The aforementioned YouGov poll implies that Americans believe that the people who need affordable housing options are less desirable to have in one’s community. And this idea goes beyond individual citizens. For example, many local governments have focused on using police force and the law to deal with homelessness, destroying encampments of unhoused people.
“Even the term ‘affordable housing’ comes out of an effort to make people more comfortable,” said Shamsuddin. “‘Low-income housing’ has certain [negative] connotations.”
And so stigma continues to lurk over affordable housing, even as access to it has become a pressing concern for so many people.
Other polling bites
- Former President Donald Trump is the least popular he’s been since July 2015, according to a recent Quinnipiac University poll. Only 31 percent of registered voters had a positive opinion of him, while nearly twice as many (59 percent) had a negative opinion. Though much of that split is partisan, his numbers among Republicans are also on the decline: Only 70 percent of registered Republican voters see him in a positive light, his lowest in-party popularity since March 2016. And as Trump looks toward a 2024 presidential bid, 70 percent of registered voters said they would not like to see him become the Republican nominee.
- This is the third holiday season since the World Health Organization declared COVID-19 a pandemic, and most Americans no longer consider the virus a factor in planning their festivities. A CivicScience survey conducted Nov. 13-Dec 12 found that just 8 percent of Americans expected COVID-19 to affect their holiday plans “a lot” — down from 13 percent in 2021 and from 45 percent in 2020. Roughly the same share said they’d “definitely” be spending Christmas with their friends and family this year (60 percent) as said so in 2021 (57 percent); both these figures were notably higher than the share who reported the same in 2020 (29 percent).

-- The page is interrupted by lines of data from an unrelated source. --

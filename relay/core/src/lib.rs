//! Relay Core - Remote Processor Message Relay
//!
//! Bridges a message channel to a remote processor (an rpmsg endpoint) and a
//! local datagram channel addressed by process identity, so that user-space
//! processes can exchange messages with firmware on the remote core.
//!
//! # Architecture
//!
//! ```text
//! ┌─────────────────────────┐                    ┌──────────────────────────┐
//! │  Local clients (pid N)  │                    │     Remote processor     │
//! └────────────┬────────────┘                    └─────────────┬────────────┘
//!              │ datagrams                                     │ messages (≤ MTU)
//! ┌────────────▼────────────┐                    ┌─────────────▼────────────┐
//! │      LocalChannel       │                    │      RemoteChannel       │
//! └────────────┬────────────┘                    └─────────────┬────────────┘
//!              │ notify_local                    notify_remote │
//!              └──────────────►  RelayHandle  ◄────────────────┘
//!                                     │
//!                             ┌───────▼────────┐
//!                             │   RelayState   │──► LastMessageBuffer
//!                             │ (client bound) │        │
//!                             └────────────────┘        ▼
//!                                                  PassiveReader
//! ```
//!
//! # Key Types
//!
//! - [`RelayHandle`]: entry point into an established pairing
//! - [`RelayState`]: binding and forwarding policy, owned by the relay task
//! - [`RelayRegistry`]: pairings keyed by remote endpoint name
//! - [`LastMessageBuffer`] / [`PassiveReader`]: the last remote message,
//!   readable by any process
//! - [`RemoteChannel`] / [`LocalChannel`]: transport capabilities
//!
//! # Quick Start
//!
//! ```ignore
//! use std::sync::Arc;
//! use relay_core::{RelayConfig, RelayRegistry, channel::{MemoryLocalProvider, MemoryRemoteChannel}};
//!
//! let config = RelayConfig::default();
//! let registry = RelayRegistry::from_config(&config);
//! let provider = MemoryLocalProvider::new();
//!
//! let handle = registry
//!     .establish(&config, Arc::new(MemoryRemoteChannel::new(512)), &provider)
//!     .await?;
//!
//! // ... traffic flows ...
//!
//! registry.teardown(&config.endpoint_name).await;
//! ```
//!
//! # Module Overview
//!
//! - [`buffer`]: last-message buffer
//! - [`channel`]: channel traits, wire framing and implementations
//! - [`config`]: configuration loading (TOML, environment, overrides)
//! - [`error`]: error types
//! - [`reader`]: passive read surface with per-opener cursors
//! - [`registry`]: endpoint registry
//! - [`relay`]: relay state machine and task

#![deny(missing_docs)]
#![deny(clippy::all)]
#![warn(clippy::pedantic)]
#![allow(clippy::module_name_repetitions)]

pub mod buffer;
pub mod channel;
pub mod config;
pub mod error;
pub mod reader;
pub mod registry;
pub mod relay;

// Re-exports for convenience
pub use buffer::{LastMessageBuffer, ReadChunk, DEFAULT_BUFFER_CAPACITY};
pub use channel::{LocalChannel, LocalChannelProvider, ProcessId, RemoteChannel};
pub use error::{ChannelError, RelayError};
pub use reader::{PassiveReader, ReadCursor};
pub use registry::RelayRegistry;
pub use relay::{establish, ClientBinding, RelayHandle, RelayOutcome, RelayState, RelayStats};

// Config exports
pub use config::{
    default_config_path, default_runtime_dir, load_config, load_config_from_path,
    load_config_with_overrides, ConfigError, ConfigOverrides, ConfigSource, RelayConfig,
};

- About half of Americans either somewhat (22 percent) or strongly approved (26 percent) the United States’s prisoner exchange with Russia that freed American basketball player Brittney Griner last week, per a YouGov survey. Support for the exchange was especially high among Democrats (71 percent), compared with only 34 percent among Republicans. Additional YouGov data found that 49 percent of Americans believed that the Russian justice system unfairly treated Griner, who was arrested early this year on drug trafficking charges related to carrying a personal supply of medical marijuana and was subsequently sentenced to more than nine years in a penal colony.

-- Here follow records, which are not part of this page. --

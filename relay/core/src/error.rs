//! Error Types
//!
//! Two layers of errors:
//! - [`ChannelError`]: what a single channel implementation reports
//! - [`RelayError`]: what the relay reports about a message or a lifecycle step
//!
//! Failures inside notification handling are terminal for that one message
//! only. They are logged and counted, never propagated back to the client.

use thiserror::Error;

/// Errors reported by a local or remote channel implementation
#[derive(Debug, Error)]
pub enum ChannelError {
    /// Payload exceeds the channel's maximum transfer unit
    #[error("payload of {len} bytes exceeds mtu of {mtu} bytes")]
    PayloadTooLarge {
        /// Length of the rejected payload
        len: usize,
        /// Advertised MTU of the channel
        mtu: usize,
    },

    /// The underlying transport refused the message
    #[error("send failed: {0}")]
    SendFailed(String),

    /// The channel has been released
    #[error("channel closed")]
    Closed,

    /// The channel could not be created or is already in use
    #[error("channel unavailable: {0}")]
    Unavailable(String),

    /// Resources ran out while creating the channel
    #[error("resources exhausted: {0}")]
    Exhausted(String),

    /// Malformed datagram on the wire
    #[error("invalid frame: {0}")]
    Frame(String),

    /// IO error from the underlying socket or device
    #[error("io error: {0}")]
    Io(#[from] std::io::Error),
}

/// Errors reported by the relay
#[derive(Debug, Error)]
pub enum RelayError {
    /// Establishment failed; nothing was registered
    #[error("channel unavailable: {0}")]
    ChannelUnavailable(String),

    /// A pairing for this endpoint is already active
    #[error("endpoint {endpoint} is already established")]
    AlreadyEstablished {
        /// Endpoint name that is already bound
        endpoint: String,
    },

    /// The registry does not accept another active pairing
    #[error("registry limited to {limit} active pairing(s)")]
    RegistryFull {
        /// Maximum number of active pairings
        limit: usize,
    },

    /// Resource exhaustion during establishment
    #[error("allocation failure: {0}")]
    AllocationFailure(String),

    /// Outbound message exceeds the remote MTU; dropped before transmission
    #[error("payload of {len} bytes exceeds remote mtu of {mtu} bytes")]
    PayloadTooLarge {
        /// Length of the dropped payload
        len: usize,
        /// Remote channel MTU
        mtu: usize,
    },

    /// Remote message arrived with no local client bound; buffered only
    #[error("no local client bound")]
    NoBoundClient,

    /// Underlying channel send failed; not retried
    #[error("transport send failure: {0}")]
    TransportSendFailure(#[source] ChannelError),

    /// The pairing was torn down; the notification was not accepted
    #[error("relay torn down")]
    TornDown,
}

impl RelayError {
    /// Map a channel creation failure to an establishment error
    pub(crate) fn from_establish(err: ChannelError) -> Self {
        match err {
            ChannelError::Exhausted(msg) => Self::AllocationFailure(msg),
            ChannelError::Io(e) if e.kind() == std::io::ErrorKind::OutOfMemory => {
                Self::AllocationFailure(e.to_string())
            }
            other => Self::ChannelUnavailable(other.to_string()),
        }
    }

    /// Map a send failure, keeping the MTU rejection distinct
    pub(crate) fn from_send(err: ChannelError) -> Self {
        match err {
            ChannelError::PayloadTooLarge { len, mtu } => Self::PayloadTooLarge { len, mtu },
            other => Self::TransportSendFailure(other),
        }
    }
}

- A recently released survey from Pew Research Center found that 25 percent of American parents of K-12 students said racism and racial inequality come up in conversations with their kids very or fairly often. Meanwhile, around 7 in 10 parents said the topics either arise sometimes (39 percent) or rarely, if ever (28 percent). Among Democratic parents of K-12 children, 34 percent said race-related topics come up at least fairly often, while the same frequency was reported by just 15 percent of Republican parents.
Biden approval
According to FiveThirtyEight’s presidential approval tracker, 43.0 percent of Americans approve of the job Biden is doing as president, while 51.3 percent disapprove (a net approval rating of -8.3 points). At this time last week, 42.1 percent approved and 52.6 percent disapproved (a net approval rating of -10.5 points). One month ago, Biden had an approval rating of 41.7 percent and a disapproval rating of 53.3 percent, for a net approval rating of -11.6 points.